So this was how matters stood between them, thought the infuriated
Ralph; this was how they had spent the long dark hours his stupidity
had given them! He swore again and with such vehemence that his
companion looked aghast. “My word,” he commented to himself, “thought I
was a decent hand at the language myself, but this English toff beats
me hollow!”

However, his perturbed master did not give him any more time for
reflection, but ordered him to go down, light the fire immediately and
get breakfast ready. The man started at once, while Captain Barton went
to meet the others.

       *       *       *       *       *

Breakfast might have been a rather distressing meal, but for the fact
that Iris and Justin were so saturated with the deep joy the hours
together had brought them, that nothing, not even Ralph’s sullen gloom,
could mar their stupendous happiness. He had not seemed overjoyed at
seeing Iris again, and he had certainly not expressed any enthusiastic
gratitude to her rescuer.

When they arrived at the foot of the mountain Captain Barton ignored
Rees entirely and did not even offer him a seat in the car.

“Are you sure the horse is all right, so that you can ride him?” asked
Iris. “You had better make certain before we go, and come with us
if there is anything wrong.” She glanced at her lover with that new
softness in her eyes that their time together had brought there.

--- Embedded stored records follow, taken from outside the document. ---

//! CLI command definitions and subcommands

use clap::{Parser, Subcommand};
use serde_json::{Map, Value as Json};
use std::path::PathBuf;

/// promptd - validate, render and hot-reload prompt specifications
#[derive(Parser)]
#[command(
    name = "promptd",
    about = "Validating, sandboxed, hot-reloading prompt specification pipeline",
    version = env!("CARGO_PKG_VERSION"),
    after_help = "Logs are written to: ~/.local/share/promptd/logs/promptd.log"
)]
pub struct Cli {
    /// Path to config file
    #[arg(short, long, global = true, help = "Path to config file")]
    pub config: Option<PathBuf>,

    /// Enable verbose output
    #[arg(short, long, global = true, help = "Enable verbose output")]
    pub verbose: bool,

    /// Output format
    #[arg(short, long, global = true, default_value = "text")]
    pub format: OutputFormat,

    /// Subcommand to execute
    #[command(subcommand)]
    pub command: Command,
}

/// CLI subcommands
#[derive(Subcommand)]
pub enum Command {
    /// Scan the configured roots and build the index
    Discover {
        /// Scan these directories instead of the configured roots
        #[arg(value_name = "DIR")]
        paths: Vec<PathBuf>,
    },

    /// Run every validation layer against one specification file
    Validate {
        #[arg(value_name = "PATH")]
        path: PathBuf,
    },

    /// Validate one specification and write its artifact to the cache
    Generate {
        #[arg(value_name = "PATH")]
        path: PathBuf,
    },

    /// Scan, then reprocess specifications as they change on disk
    Watch,

    /// List indexed specifications and their status
    List,

    /// Render a specification with the given parameters
    Render {
        /// Specification identifier
        id: String,

        /// Parameter value (repeatable)
        #[arg(short, long = "param", value_name = "KEY=VALUE", value_parser = parse_param)]
        params: Vec<(String, Json)>,
    },
}

/// Output format for command reports
#[derive(Clone, Copy, Debug, Default, PartialEq, Eq)]
pub enum OutputFormat {
    #[default]
    Text,
    Json,
}

impl std::str::FromStr for OutputFormat {
    type Err = String;

    fn from_str(s: &str) -> Result<Self, Self::Err> {
        match s.to_lowercase().as_str() {
            "text" | "plain" => Ok(Self::Text),
            "json" => Ok(Self::Json),
            _ => Err(format!("Unknown format: {}. Use: text or json", s)),
        }
    }
}

impl std::fmt::Display for OutputFormat {
    fn fmt(&self, f: &mut std::fmt::Formatter<'_>) -> std::fmt::Result {
        match self {
            Self::Text => write!(f, "text"),
            Self::Json => write!(f, "json"),
        }
    }
}

/// Parse `key=value`; the value is read as a YAML scalar so `3` and `true` keep their types
pub fn parse_param(s: &str) -> Result<(String, Json), String> {
    let (key, raw) = s
        .split_once('=')
        .ok_or_else(|| format!("Invalid parameter '{}': expected KEY=VALUE", s))?;
    let key = key.trim();
    if key.is_empty() {
        return Err(format!("Invalid parameter '{}': empty key", s));
    }
    let value = match serde_yaml::from_str::<Json>(raw) {
        Ok(Json::Null) if !raw.trim().eq_ignore_ascii_case("null") => Json::String(raw.to_string()),
        Ok(v @ (Json::String(_) | Json::Number(_) | Json::Bool(_) | Json::Null | Json::Array(_))) => v,
        _ => Json::String(raw.to_string()),
    };
    Ok((key.to_string(), value))
}

/// Collect repeated `--param` values; later occurrences win
pub fn params_to_map(params: Vec<(String, Json)>) -> Map<String, Json> {
    params.into_iter().collect()
}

He assured her the horse was all right; then, as the car began to move,
their glances met in a lingering good-bye.

Ralph sat glum and cold all the way home; he spoke only at rare
intervals, and then in the iciest tones. But Iris was glad to be able
to lean back in the luxurious car, close her eyes and rest in her newly
found bliss.

       *       *       *       *       *

It was half-past eleven when they reached the township. Both Mrs.
Henderson and Miss Smith were watching anxiously for the car, and Iris
was more carried than led into the house, and bombarded with questions.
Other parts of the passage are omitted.